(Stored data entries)
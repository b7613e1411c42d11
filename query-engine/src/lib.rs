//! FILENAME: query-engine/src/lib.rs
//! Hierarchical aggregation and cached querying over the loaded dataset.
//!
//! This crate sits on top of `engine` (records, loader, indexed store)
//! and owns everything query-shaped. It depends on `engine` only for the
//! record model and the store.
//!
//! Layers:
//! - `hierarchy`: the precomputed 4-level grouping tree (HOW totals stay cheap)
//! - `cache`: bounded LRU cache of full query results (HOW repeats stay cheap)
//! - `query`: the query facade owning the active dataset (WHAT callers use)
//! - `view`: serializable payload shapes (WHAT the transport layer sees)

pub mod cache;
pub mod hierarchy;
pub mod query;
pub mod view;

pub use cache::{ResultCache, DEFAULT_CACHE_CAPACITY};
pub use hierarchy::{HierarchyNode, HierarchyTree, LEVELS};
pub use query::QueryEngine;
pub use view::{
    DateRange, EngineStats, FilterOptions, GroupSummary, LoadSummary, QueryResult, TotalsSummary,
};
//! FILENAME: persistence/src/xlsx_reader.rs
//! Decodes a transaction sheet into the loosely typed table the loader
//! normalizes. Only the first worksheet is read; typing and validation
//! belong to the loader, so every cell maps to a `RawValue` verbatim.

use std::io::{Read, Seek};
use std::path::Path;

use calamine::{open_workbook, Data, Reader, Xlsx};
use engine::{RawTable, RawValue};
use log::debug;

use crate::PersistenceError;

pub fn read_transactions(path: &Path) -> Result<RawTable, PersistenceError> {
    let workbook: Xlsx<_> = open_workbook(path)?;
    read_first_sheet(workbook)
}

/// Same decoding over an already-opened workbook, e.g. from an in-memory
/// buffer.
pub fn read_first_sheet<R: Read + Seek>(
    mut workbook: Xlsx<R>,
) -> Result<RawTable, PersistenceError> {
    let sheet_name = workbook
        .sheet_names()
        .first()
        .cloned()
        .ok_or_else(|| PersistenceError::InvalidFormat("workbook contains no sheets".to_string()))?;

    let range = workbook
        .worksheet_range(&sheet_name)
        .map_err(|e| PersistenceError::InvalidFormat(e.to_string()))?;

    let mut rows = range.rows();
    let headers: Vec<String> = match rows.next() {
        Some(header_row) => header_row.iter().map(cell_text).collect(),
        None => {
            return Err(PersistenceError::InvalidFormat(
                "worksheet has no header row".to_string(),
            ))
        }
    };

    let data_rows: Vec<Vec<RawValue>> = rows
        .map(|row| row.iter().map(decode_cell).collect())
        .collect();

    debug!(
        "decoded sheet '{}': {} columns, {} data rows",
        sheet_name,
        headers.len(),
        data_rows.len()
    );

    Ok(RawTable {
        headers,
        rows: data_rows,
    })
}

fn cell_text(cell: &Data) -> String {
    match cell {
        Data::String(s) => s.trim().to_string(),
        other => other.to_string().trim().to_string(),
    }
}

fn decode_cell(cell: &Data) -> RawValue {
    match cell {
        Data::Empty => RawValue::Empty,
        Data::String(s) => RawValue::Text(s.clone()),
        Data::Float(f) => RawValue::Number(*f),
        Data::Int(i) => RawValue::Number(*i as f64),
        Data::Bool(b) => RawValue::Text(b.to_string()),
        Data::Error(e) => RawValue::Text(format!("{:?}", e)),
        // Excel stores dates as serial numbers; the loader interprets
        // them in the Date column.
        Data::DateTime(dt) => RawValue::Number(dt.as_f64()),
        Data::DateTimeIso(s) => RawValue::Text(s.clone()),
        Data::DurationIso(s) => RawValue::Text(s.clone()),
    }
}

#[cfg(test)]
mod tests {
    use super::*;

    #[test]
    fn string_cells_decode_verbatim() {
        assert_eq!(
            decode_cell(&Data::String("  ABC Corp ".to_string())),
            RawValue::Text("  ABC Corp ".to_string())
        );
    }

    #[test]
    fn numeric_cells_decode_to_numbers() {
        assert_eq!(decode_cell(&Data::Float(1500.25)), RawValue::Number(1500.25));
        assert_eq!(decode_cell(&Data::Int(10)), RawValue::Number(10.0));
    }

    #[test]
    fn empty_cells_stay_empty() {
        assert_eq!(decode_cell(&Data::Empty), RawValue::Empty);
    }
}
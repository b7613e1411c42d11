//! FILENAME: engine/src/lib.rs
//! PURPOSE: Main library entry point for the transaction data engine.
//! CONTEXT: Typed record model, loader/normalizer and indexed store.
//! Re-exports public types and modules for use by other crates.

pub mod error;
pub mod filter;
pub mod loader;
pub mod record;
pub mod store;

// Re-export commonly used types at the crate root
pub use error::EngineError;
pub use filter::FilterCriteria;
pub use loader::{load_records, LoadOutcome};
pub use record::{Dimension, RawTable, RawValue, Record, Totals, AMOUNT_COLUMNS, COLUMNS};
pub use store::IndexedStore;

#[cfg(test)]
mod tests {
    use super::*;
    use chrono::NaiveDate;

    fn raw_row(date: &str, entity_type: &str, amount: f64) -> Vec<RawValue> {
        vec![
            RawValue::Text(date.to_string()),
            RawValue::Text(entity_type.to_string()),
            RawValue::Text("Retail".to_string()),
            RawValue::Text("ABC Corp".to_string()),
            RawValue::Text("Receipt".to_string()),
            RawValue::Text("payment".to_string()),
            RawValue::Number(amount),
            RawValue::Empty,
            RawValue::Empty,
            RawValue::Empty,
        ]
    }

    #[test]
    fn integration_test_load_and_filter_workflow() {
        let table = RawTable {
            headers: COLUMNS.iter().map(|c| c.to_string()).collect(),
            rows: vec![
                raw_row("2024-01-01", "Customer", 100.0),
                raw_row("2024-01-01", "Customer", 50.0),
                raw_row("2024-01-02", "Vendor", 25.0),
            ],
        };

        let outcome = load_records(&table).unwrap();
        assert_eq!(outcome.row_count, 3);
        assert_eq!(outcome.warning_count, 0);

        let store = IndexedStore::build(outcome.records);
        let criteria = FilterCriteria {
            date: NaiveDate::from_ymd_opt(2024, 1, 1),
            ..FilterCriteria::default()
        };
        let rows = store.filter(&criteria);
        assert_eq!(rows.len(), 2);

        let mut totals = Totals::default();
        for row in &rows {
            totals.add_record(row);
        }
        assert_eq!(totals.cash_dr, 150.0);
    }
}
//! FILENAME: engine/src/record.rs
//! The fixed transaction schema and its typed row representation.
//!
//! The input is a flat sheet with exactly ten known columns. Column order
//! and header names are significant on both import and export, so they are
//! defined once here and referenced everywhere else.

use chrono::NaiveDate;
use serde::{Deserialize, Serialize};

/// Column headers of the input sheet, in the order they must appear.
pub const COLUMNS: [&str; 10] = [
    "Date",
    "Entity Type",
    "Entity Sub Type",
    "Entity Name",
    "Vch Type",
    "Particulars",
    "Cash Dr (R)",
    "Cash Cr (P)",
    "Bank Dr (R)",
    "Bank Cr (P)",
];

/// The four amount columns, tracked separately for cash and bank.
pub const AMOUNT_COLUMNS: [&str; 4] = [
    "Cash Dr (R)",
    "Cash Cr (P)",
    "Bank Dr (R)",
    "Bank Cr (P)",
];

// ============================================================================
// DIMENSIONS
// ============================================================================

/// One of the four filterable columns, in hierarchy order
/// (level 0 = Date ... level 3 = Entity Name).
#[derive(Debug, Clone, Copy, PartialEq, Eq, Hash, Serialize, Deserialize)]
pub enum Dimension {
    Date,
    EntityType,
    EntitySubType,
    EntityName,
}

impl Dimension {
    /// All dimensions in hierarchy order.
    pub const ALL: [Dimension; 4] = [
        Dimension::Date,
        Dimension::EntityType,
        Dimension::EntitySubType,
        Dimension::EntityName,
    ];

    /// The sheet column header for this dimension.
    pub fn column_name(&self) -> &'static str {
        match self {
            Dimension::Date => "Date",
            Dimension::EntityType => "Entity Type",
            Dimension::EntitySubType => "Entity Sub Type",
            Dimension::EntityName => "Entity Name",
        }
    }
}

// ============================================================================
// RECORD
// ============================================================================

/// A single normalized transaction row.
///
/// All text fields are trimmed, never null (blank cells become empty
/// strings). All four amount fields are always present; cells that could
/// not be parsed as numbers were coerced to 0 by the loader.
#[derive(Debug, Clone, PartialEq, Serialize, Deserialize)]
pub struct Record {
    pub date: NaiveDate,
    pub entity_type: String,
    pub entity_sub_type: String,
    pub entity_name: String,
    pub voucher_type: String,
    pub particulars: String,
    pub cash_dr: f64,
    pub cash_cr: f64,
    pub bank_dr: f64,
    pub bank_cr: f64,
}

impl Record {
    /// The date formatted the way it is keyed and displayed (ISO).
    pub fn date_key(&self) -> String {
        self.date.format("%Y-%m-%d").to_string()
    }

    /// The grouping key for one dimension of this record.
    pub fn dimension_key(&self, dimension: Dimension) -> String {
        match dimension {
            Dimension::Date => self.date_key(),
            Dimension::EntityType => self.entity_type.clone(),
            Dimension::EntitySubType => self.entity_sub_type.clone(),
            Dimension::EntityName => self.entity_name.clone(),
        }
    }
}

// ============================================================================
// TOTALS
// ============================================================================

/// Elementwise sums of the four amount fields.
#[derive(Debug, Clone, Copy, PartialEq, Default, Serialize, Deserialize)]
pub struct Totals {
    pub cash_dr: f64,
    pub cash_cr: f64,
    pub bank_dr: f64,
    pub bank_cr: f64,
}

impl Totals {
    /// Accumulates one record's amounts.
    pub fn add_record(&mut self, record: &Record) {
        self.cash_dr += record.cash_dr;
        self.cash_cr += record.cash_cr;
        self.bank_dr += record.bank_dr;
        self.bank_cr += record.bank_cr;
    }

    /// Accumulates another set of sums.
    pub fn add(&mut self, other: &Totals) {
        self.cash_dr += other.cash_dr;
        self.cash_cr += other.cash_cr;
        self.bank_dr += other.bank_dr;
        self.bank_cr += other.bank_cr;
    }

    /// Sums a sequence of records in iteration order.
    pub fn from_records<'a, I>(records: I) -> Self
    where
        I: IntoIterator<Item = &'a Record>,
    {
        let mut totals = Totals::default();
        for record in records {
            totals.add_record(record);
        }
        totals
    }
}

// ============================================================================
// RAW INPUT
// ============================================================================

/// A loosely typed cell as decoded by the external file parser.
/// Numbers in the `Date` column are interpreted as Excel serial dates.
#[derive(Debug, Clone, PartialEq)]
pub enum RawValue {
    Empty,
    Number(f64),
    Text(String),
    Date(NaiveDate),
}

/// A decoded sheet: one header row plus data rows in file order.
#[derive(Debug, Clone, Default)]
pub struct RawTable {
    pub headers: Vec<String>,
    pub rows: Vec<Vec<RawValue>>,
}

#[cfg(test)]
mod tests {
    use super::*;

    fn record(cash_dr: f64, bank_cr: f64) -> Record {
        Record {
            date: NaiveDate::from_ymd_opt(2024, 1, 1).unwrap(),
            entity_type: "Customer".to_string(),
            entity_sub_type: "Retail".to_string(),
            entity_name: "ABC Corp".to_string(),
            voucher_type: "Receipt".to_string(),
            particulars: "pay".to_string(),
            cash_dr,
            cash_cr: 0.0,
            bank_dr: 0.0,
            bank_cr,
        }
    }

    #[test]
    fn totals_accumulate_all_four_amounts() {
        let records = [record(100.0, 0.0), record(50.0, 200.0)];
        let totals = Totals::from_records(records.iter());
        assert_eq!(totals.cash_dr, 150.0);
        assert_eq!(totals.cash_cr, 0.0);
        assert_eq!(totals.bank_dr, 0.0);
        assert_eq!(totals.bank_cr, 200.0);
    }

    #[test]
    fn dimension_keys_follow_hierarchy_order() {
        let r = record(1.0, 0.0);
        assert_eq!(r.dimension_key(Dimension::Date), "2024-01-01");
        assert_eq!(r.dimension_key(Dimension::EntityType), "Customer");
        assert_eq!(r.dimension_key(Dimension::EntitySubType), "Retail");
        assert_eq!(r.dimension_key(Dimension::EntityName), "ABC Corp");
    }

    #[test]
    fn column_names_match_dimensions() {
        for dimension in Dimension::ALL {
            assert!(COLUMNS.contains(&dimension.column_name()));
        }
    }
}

> **WHAT YOU ARE ASKED TO DO**
Lines with "derive": return each one from the data above.

> **RESPONSE TO THE TASK**
#[derive(Debug, Clone, Copy, PartialEq, Eq, Hash, Serialize, Deserialize)]
#[derive(Debug, Clone, PartialEq, Serialize, Deserialize)]
#[derive(Debug, Clone, Copy, PartialEq, Default, Serialize, Deserialize)]
#[derive(Debug, Clone, PartialEq)]
#[derive(Debug, Clone, Default)]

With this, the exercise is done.